The BBC devotes about one hundred words to the ‘Facts’, but some are more emotive than essential, such as:
The BBC’s Jon Donnison in Gaza City says warplanes could be heard over the Gaza Strip for more than an hour.
Never mind. Straight to the casualty toll. The BBC has:
“At least 17 people have been injured… Palestinian medics say” whereas Reuters has
…wounding at least 19 people….witnesses and militant groups said”
So who is telling us about the casualties? The BBC wants us to know that medics have told them, whereas Reuters call the informants “witnesses and militant groups.”
Mustn’t read too much into that though, I mean medics and militants are not mutually exclusive. Medics are back again in the BBC’s report, to say that seven children were wounded.
Reuters says: “including four militants, seven children and two women.” The BBC is not quite so interested in wounded adults for some reason.

The Background category is completely different. The BBC has 22 words of background (excluding 11 gratuitous words of the off topic Cast Lead body count) The BBC’s ‘background’ extends as far back as Saturday: “On Saturday, Palestinian militants fired dozens of mortars into southern Israel in what was reportedly their heaviest such barrage in two years.” We’ve heard that ‘dozens’ phrase somewhere before.
Reuters has much more, for example:
About 130 such attacks had been made on Israel this year, 56 of them since Saturday, a military spokesman said.”
That sort of background is deemed too intellectually challenging for the BBC’s audience, probably.

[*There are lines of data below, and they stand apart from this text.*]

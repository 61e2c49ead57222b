use std::io::Cursor;

use bytes::Bytes;
use polars::prelude::{
    CsvParseOptions, CsvReadOptions, DataFrame, IntoLazy, NullValues, SerReader, df,
};
use regex::Regex;

use crate::{
    error::{DataError, MandiResult, ParseError},
    fetch::DealKind,
    parse::{
        NULL_SENTINELS, ParseContext, SourceParser, conform_to_schema, csv_header,
        days_since_epoch, envelope_literals, partition_literals,
    },
    schema::{CanonicalCol, bulk_block_deal_schema, event_id},
};

/// Parser for NSE bulk/block deal disclosures.
///
/// The endpoint serves a Brotli-compressed CSV (decompressed at the
/// transport layer) whose header wording drifts between "Quantity
/// Traded" and "QuantityTraded" vintages; both are accepted. A row
/// whose side column names both sides yields one BUY and one SELL
/// event.
pub struct BulkDealsParser {
    pub deal_kind: DealKind,
}

/// Logical input columns and the header spellings seen in the wild.
const HEADER_VARIANTS: [(&str, &[&str]); 6] = [
    ("symbol", &["Symbol", "SYMBOL"]),
    ("client_name", &["Client Name", "ClientName", "CLIENT NAME"]),
    ("side", &["Buy/Sell", "Buy / Sell", "BUY/SELL"]),
    (
        "quantity",
        &["Quantity Traded", "QuantityTraded", "QTY TRADED"],
    ),
    (
        "trade_price",
        &[
            "Trade Price / Wght. Avg. Price",
            "TradePrice/Wght.Avg.Price",
            "Trade Price",
        ],
    ),
    ("remarks", &["Remarks", "REMARKS"]),
];

fn canonical_header(name: &str) -> Option<&'static str> {
    let trimmed = name.trim();
    HEADER_VARIANTS
        .iter()
        .find(|(_, variants)| variants.iter().any(|v| v.eq_ignore_ascii_case(trimmed)))
        .map(|(canonical, _)| *canonical)
}

impl SourceParser for BulkDealsParser {
    fn declared_schema(&self) -> polars::prelude::SchemaRef {
        bulk_block_deal_schema()
    }

    #[tracing::instrument(skip_all, fields(deal_kind = %self.deal_kind, trade_date = %ctx.trade_date))]
    fn parse(&self, raw: &Bytes, ctx: &ParseContext) -> MandiResult<DataFrame> {
        let header = csv_header(raw)?;

        let mut missing: Vec<String> = Vec::new();
        for (canonical, _) in HEADER_VARIANTS {
            if canonical == "remarks" {
                continue; // optional in older vintages
            }
            if !header.iter().any(|h| canonical_header(h) == Some(canonical)) {
                missing.push(canonical.to_string());
            }
        }
        if !missing.is_empty() {
            let extra = header
                .iter()
                .filter(|h| canonical_header(h).is_none() && !h.eq_ignore_ascii_case("date"))
                .cloned()
                .collect();
            return Err(ParseError::SchemaDrift {
                source_name: ctx.source.to_string(),
                missing,
                extra,
            }
            .into());
        }

        // Everything reads as text; grouped digits ("12,34,567") are
        // cleaned before the numeric casts.
        let nulls = NULL_SENTINELS.iter().map(|s| (*s).into()).collect();
        let mut raw_df = CsvReadOptions::default()
            .with_has_header(true)
            .with_infer_schema_length(Some(0))
            .with_parse_options(
                CsvParseOptions::default().with_null_values(Some(NullValues::AllColumns(nulls))),
            )
            .into_reader_with_file_handle(Cursor::new(raw.as_ref()))
            .finish()
            .map_err(|e| DataError::Frame(e.to_string()))?;

        let renames: Vec<(String, &'static str)> = raw_df
            .get_column_names()
            .iter()
            .filter_map(|name| canonical_header(name).map(|c| (name.to_string(), c)))
            .collect();
        for (from, to) in renames {
            raw_df
                .rename(&from, to.into())
                .map_err(|e| DataError::Frame(e.to_string()))?;
        }

        let digits = Regex::new(r"[^0-9.\-]").expect("static pattern");
        let column =
            |name: &str| -> MandiResult<Vec<Option<String>>> {
                Ok(raw_df
                    .column(name)
                    .and_then(|c| c.str().cloned())
                    .map_err(|e| DataError::Frame(e.to_string()))?
                    .iter()
                    .map(|v| v.map(|s| s.trim().to_string()))
                    .collect())
            };

        let symbols = column("symbol")?;
        let clients = column("client_name")?;
        let sides = column("side")?;
        let quantities = column("quantity")?;
        let prices = column("trade_price")?;
        let remarks: Vec<Option<String>> = if raw_df.get_column_names().iter().any(|n| n.as_str() == "remarks")
        {
            column("remarks")?
        } else {
            vec![None; raw_df.height()]
        };

        let mut out_event_ids: Vec<String> = Vec::new();
        let mut out_entity_ids: Vec<String> = Vec::new();
        let mut out_symbols: Vec<String> = Vec::new();
        let mut out_clients: Vec<Option<String>> = Vec::new();
        let mut out_sides: Vec<String> = Vec::new();
        let mut out_quantities: Vec<Option<i64>> = Vec::new();
        let mut out_prices: Vec<Option<f64>> = Vec::new();
        let mut out_remarks: Vec<Option<String>> = Vec::new();

        let deal_kind = self.deal_kind.as_str();
        for i in 0..raw_df.height() {
            let Some(symbol) = symbols[i].as_deref().filter(|s| !s.is_empty()) else {
                continue;
            };
            let side_raw = sides[i].as_deref().unwrap_or_default().to_uppercase();

            // "BUY/SELL" rows disclose both sides of the same deal.
            let mut emitted: Vec<&str> = Vec::with_capacity(2);
            if side_raw.contains("BUY") {
                emitted.push("BUY");
            }
            if side_raw.contains("SELL") {
                emitted.push("SELL");
            }

            for side in emitted {
                let business_key = format!("{symbol}:{deal_kind}:{side}");
                out_event_ids.push(event_id(ctx.source.as_str(), ctx.trade_date, &business_key));
                out_entity_ids.push(format!(
                    "{symbol}:{deal_kind}:{side}:{}",
                    ctx.trade_date.format("%Y%m%d")
                ));
                out_symbols.push(symbol.to_string());
                out_clients.push(clients[i].clone());
                out_sides.push(side.to_string());
                out_quantities.push(
                    quantities[i]
                        .as_deref()
                        .map(|q| digits.replace_all(q, ""))
                        .and_then(|q| q.parse::<f64>().ok())
                        .map(|q| q.trunc() as i64),
                );
                out_prices.push(
                    prices[i]
                        .as_deref()
                        .map(|p| digits.replace_all(p, ""))
                        .and_then(|p| p.parse::<f64>().ok()),
                );
                out_remarks.push(remarks[i].clone());
            }
        }

        tracing::info!(
            input_rows = raw_df.height(),
            events = out_symbols.len(),
            "deals_parsed"
        );

        let deal_date = days_since_epoch(ctx.trade_date);
        let df = df! {
            CanonicalCol::EventId.as_str() => out_event_ids,
            CanonicalCol::EntityId.as_str() => out_entity_ids,
            CanonicalCol::Symbol.as_str() => out_symbols,
            CanonicalCol::ClientName.as_str() => out_clients,
            CanonicalCol::TransactionType.as_str() => out_sides,
            CanonicalCol::Quantity.as_str() => out_quantities,
            CanonicalCol::TradePrice.as_str() => out_prices,
            CanonicalCol::Remarks.as_str() => out_remarks,
        }
        .map_err(|e| DataError::Frame(e.to_string()))?;

        let df = df
            .lazy()
            .with_columns(envelope_literals(ctx))
            .with_columns([
                polars::prelude::lit(deal_kind).alias(CanonicalCol::DealType.name()),
                polars::prelude::lit(deal_date)
                    .cast(polars::prelude::DataType::Date)
                    .alias(CanonicalCol::DealDate.name()),
            ])
            .with_columns(partition_literals(ctx.trade_date))
            .collect()
            .map_err(|e| DataError::Frame(e.to_string()))?;

        conform_to_schema(df, &self.declared_schema())
    }
}

#[cfg(test)]
mod tests {
    use chrono::NaiveDate;

    use super::*;
    use crate::fetch::Source;

    fn ctx() -> ParseContext {
        ParseContext::new(
            Source::NseBulkDeals,
            NaiveDate::from_ymd_opt(2024, 1, 15).expect("date"),
        )
    }

    fn fixture_csv() -> String {
        "Date,Symbol,Security Name,Client Name,Buy/Sell,Quantity Traded,\"Trade Price / Wght. Avg. Price\",Remarks\n\
         15-01-2024,RELIANCE,Reliance Industries,ACME CAPITAL,BUY,\"12,34,567\",\"2,940.50\",-\n\
         15-01-2024,TCS,Tata Consultancy,ZEN FUND,SELL,\"45,000\",\"3,830.00\",-\n\
         15-01-2024,INFY,Infosys,CROSS TRADER,BUY/SELL,\"10,000\",\"1,620.25\",-\n"
            .to_string()
    }

    #[test]
    fn splits_two_sided_rows_into_buy_and_sell_events() {
        let parser = BulkDealsParser {
            deal_kind: DealKind::Bulk,
        };
        let df = parser
            .parse(&Bytes::from(fixture_csv()), &ctx())
            .expect("parse succeeds");

        // 2 single-sided rows + 1 both-sided row = 4 events.
        assert_eq!(df.height(), 4);

        let side_col = df
            .column("transaction_type")
            .and_then(|c| c.str().cloned())
            .expect("side column");
        let sides: Vec<Option<&str>> = side_col.iter().collect();
        assert_eq!(
            sides,
            vec![Some("BUY"), Some("SELL"), Some("BUY"), Some("SELL")]
        );
    }

    #[test]
    fn grouped_digits_parse_into_numbers() {
        let parser = BulkDealsParser {
            deal_kind: DealKind::Bulk,
        };
        let df = parser
            .parse(&Bytes::from(fixture_csv()), &ctx())
            .expect("parse succeeds");

        let qty = df
            .column("quantity")
            .and_then(|c| c.i64().cloned())
            .expect("quantity column");
        assert_eq!(qty.get(0), Some(1_234_567));

        let price = df
            .column("trade_price")
            .and_then(|c| c.f64().cloned())
            .expect("price column");
        assert_eq!(price.get(0), Some(2940.50));
    }

    #[test]
    fn missing_side_column_is_schema_drift() {
        let parser = BulkDealsParser {
            deal_kind: DealKind::Block,
        };
        let raw = Bytes::from("Symbol,Client Name\nRELIANCE,ACME\n".to_string());
        let err = parser.parse(&raw, &ctx()).expect_err("drift fails");
        assert!(err.to_string().contains("side"));
    }
}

As for Analysis, the BBC’s 30 word contribution is a platitudinous irrelevance, whereas Reuters 73 word effort would at least inspire the curious to find out more.
Anyone feeling manipulated, or is it only me?
I’m putting my ‘categorisations’ into the comments field. See if you agree.

Sue or Bite

Inayat Bunglawala, the Mr. Bean-alike chair of Muslims4UK has instigated a police investigation of Melanie Phillips because she said “The moral depravity of the Arabs is finding a grotesque echo in the moral bankruptcy and worse of the British and American ‘liberal’ media.”
If the police really do waste their time on this, while they’re at it they should look at Bungle’s own racist remarks.
Anyone else noticed the culture of blaming the victim that has sprung up this spring?
Jews living in Muslim lands, i.e. Israel, have only themselves to blame. By being there they’re putting themselves in harm’s way. Women, not covered from head to toe, are asking to be molested. Provoking a Muslim by not being a Muslim amounts to bringing it on yourself. Peacefully counter-demonstrating near a pro Palestinian hatefest is putting oneself in harm’s way. Jews cause offence by existing, and it’s their own fault if they’re bitten on the cheek.

Seen this, BBC? I’m blaming you and if I see you I can’t decide whether to report you to the police, or just bite.